Assignment
Up to and including the line that contains "but not programming.", return every line from the start of the data, unchanged.
(Beginning of Data under study)
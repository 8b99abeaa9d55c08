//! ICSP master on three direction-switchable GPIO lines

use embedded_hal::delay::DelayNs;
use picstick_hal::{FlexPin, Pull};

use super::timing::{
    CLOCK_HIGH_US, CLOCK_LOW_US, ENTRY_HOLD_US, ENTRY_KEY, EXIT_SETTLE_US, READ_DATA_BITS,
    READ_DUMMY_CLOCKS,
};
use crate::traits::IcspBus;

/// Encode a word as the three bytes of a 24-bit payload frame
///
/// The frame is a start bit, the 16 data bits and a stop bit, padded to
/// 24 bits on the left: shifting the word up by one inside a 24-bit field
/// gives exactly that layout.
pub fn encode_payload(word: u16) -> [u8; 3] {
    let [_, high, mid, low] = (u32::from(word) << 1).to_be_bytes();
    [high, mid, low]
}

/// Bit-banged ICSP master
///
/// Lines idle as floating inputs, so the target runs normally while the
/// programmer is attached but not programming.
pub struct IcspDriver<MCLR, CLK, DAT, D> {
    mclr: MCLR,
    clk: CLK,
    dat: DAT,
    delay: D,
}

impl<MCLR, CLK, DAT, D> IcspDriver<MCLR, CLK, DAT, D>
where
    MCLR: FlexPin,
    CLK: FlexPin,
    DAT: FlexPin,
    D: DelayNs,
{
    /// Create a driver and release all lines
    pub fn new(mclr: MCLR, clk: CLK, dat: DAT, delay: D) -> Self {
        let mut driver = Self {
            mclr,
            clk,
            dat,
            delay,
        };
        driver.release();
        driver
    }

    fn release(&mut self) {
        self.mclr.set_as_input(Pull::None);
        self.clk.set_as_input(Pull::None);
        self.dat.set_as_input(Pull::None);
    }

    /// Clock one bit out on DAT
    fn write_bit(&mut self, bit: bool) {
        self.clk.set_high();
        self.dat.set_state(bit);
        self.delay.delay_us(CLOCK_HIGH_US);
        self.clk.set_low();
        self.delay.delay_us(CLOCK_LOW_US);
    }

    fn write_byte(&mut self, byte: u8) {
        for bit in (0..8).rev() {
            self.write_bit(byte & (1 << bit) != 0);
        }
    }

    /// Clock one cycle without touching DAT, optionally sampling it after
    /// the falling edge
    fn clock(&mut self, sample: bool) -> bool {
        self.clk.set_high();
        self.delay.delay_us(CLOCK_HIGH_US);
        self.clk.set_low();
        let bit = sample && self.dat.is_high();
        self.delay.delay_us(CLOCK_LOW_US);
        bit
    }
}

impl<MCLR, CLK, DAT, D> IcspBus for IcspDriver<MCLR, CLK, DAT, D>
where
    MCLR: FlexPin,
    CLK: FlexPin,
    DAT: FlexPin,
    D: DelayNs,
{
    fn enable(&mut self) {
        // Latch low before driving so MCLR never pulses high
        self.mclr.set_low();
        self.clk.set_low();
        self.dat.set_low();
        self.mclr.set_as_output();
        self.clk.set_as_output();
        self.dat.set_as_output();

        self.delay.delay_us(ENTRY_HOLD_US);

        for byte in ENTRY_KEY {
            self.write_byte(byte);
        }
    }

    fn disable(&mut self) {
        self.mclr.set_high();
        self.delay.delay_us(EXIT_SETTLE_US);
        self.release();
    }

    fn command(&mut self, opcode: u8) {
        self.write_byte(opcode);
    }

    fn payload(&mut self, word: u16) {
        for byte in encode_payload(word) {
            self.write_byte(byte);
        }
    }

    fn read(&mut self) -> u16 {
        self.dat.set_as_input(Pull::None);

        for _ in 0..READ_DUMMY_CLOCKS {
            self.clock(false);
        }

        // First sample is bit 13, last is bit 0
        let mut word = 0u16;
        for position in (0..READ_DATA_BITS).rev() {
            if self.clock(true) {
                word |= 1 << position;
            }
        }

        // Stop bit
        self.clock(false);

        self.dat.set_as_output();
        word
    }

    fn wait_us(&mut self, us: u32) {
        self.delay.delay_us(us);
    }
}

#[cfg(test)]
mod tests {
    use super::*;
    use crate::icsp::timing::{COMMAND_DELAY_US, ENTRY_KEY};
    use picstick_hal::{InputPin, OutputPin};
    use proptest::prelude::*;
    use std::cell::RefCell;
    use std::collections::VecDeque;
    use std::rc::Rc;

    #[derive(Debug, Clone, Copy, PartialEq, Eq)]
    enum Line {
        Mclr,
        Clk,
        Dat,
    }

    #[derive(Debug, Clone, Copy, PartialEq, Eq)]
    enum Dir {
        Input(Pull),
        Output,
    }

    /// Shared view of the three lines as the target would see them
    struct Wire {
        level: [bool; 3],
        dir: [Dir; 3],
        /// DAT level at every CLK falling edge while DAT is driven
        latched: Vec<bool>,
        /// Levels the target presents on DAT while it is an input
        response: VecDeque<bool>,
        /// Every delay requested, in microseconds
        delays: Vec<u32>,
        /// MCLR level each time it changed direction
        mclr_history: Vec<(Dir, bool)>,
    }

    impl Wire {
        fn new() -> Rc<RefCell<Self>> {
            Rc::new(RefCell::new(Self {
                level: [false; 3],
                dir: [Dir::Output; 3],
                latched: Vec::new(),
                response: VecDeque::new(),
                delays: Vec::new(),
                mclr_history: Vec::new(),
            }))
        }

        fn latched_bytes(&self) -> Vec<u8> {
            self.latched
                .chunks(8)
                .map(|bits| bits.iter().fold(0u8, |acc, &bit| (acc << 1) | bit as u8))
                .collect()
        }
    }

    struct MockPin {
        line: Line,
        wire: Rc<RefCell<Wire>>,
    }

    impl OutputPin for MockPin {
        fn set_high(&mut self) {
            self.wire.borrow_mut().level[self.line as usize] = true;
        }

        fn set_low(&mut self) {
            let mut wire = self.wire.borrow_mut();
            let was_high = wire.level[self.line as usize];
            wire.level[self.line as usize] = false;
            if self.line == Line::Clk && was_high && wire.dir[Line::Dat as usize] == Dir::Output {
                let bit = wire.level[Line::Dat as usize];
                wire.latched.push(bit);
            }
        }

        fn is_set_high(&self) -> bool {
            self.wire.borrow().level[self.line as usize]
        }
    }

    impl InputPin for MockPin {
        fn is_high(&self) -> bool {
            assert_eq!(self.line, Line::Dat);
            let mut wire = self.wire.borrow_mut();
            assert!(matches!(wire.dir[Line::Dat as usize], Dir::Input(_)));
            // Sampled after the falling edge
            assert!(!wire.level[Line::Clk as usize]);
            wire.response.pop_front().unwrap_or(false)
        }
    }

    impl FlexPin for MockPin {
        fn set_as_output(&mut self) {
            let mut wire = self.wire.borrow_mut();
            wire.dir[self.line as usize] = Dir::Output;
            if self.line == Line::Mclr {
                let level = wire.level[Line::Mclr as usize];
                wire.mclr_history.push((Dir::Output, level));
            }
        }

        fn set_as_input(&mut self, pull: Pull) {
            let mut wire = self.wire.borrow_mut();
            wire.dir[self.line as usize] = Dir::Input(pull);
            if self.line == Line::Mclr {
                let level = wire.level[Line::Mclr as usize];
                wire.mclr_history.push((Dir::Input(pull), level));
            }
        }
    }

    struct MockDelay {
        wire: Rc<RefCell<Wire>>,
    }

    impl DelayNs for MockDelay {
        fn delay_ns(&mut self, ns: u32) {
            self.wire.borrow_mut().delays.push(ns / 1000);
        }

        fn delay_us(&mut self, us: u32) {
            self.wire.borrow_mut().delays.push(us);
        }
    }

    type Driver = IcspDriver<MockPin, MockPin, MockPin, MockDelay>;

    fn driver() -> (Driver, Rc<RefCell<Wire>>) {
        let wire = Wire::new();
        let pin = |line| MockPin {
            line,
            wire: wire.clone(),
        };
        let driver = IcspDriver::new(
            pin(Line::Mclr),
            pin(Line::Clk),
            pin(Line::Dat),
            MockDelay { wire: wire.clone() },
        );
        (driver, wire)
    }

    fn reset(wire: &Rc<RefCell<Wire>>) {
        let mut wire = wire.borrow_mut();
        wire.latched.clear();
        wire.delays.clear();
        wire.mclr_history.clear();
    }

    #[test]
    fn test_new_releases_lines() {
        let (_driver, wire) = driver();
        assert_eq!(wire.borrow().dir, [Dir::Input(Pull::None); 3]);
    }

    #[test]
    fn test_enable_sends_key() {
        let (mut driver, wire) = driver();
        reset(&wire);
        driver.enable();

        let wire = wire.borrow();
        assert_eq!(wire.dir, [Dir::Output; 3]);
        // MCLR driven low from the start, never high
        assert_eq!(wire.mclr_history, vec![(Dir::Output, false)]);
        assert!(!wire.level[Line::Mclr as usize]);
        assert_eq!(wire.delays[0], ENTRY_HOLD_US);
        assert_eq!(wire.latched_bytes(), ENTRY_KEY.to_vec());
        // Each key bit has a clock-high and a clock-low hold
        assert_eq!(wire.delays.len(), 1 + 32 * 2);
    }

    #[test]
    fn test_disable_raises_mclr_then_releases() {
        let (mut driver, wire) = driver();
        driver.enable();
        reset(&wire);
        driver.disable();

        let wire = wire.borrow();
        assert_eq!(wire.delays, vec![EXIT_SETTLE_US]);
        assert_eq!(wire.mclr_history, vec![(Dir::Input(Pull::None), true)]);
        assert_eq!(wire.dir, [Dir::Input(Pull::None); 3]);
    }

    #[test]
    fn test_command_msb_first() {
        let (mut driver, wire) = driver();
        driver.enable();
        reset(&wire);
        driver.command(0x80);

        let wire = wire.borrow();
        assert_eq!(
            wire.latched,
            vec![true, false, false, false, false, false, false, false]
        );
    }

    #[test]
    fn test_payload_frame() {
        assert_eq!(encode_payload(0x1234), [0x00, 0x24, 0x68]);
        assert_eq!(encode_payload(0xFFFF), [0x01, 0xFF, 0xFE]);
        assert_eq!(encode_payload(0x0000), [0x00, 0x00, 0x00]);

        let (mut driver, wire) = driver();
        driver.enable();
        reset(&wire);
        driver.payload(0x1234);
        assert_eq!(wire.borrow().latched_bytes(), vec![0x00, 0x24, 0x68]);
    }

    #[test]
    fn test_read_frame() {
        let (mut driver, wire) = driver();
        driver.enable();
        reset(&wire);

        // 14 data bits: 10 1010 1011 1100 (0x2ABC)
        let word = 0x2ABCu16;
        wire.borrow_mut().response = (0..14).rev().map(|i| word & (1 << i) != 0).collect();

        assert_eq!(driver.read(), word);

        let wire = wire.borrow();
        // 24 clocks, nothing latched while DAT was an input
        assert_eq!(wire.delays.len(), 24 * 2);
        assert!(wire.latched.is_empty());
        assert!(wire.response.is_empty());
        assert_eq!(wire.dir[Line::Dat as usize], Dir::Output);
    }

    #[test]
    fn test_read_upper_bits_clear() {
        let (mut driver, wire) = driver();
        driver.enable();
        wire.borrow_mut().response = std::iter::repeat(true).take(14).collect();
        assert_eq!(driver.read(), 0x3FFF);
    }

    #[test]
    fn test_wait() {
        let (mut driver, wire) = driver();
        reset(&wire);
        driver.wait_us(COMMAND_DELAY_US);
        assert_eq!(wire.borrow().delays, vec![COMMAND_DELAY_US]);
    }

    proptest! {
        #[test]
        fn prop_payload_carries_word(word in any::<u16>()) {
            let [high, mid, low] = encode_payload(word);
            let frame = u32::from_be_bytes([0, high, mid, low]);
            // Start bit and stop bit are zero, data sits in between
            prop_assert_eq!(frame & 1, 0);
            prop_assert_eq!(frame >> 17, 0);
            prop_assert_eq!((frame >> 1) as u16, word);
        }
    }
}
(End of Data under study)
Answer section
repository 8b99abeaa9d55c08
//! ICSP master on three direction-switchable GPIO lines

use embedded_hal::delay::DelayNs;
use picstick_hal::{FlexPin, Pull};

use super::timing::{
    CLOCK_HIGH_US, CLOCK_LOW_US, ENTRY_HOLD_US, ENTRY_KEY, EXIT_SETTLE_US, READ_DATA_BITS,
    READ_DUMMY_CLOCKS,
};
use crate::traits::IcspBus;

/// Encode a word as the three bytes of a 24-bit payload frame
///
/// The frame is a start bit, the 16 data bits and a stop bit, padded to
/// 24 bits on the left: shifting the word up by one inside a 24-bit field
/// gives exactly that layout.
pub fn encode_payload(word: u16) -> [u8; 3] {
    let [_, high, mid, low] = (u32::from(word) << 1).to_be_bytes();
    [high, mid, low]
}

/// Bit-banged ICSP master
///
/// Lines idle as floating inputs, so the target runs normally while the
/// programmer is attached but not programming.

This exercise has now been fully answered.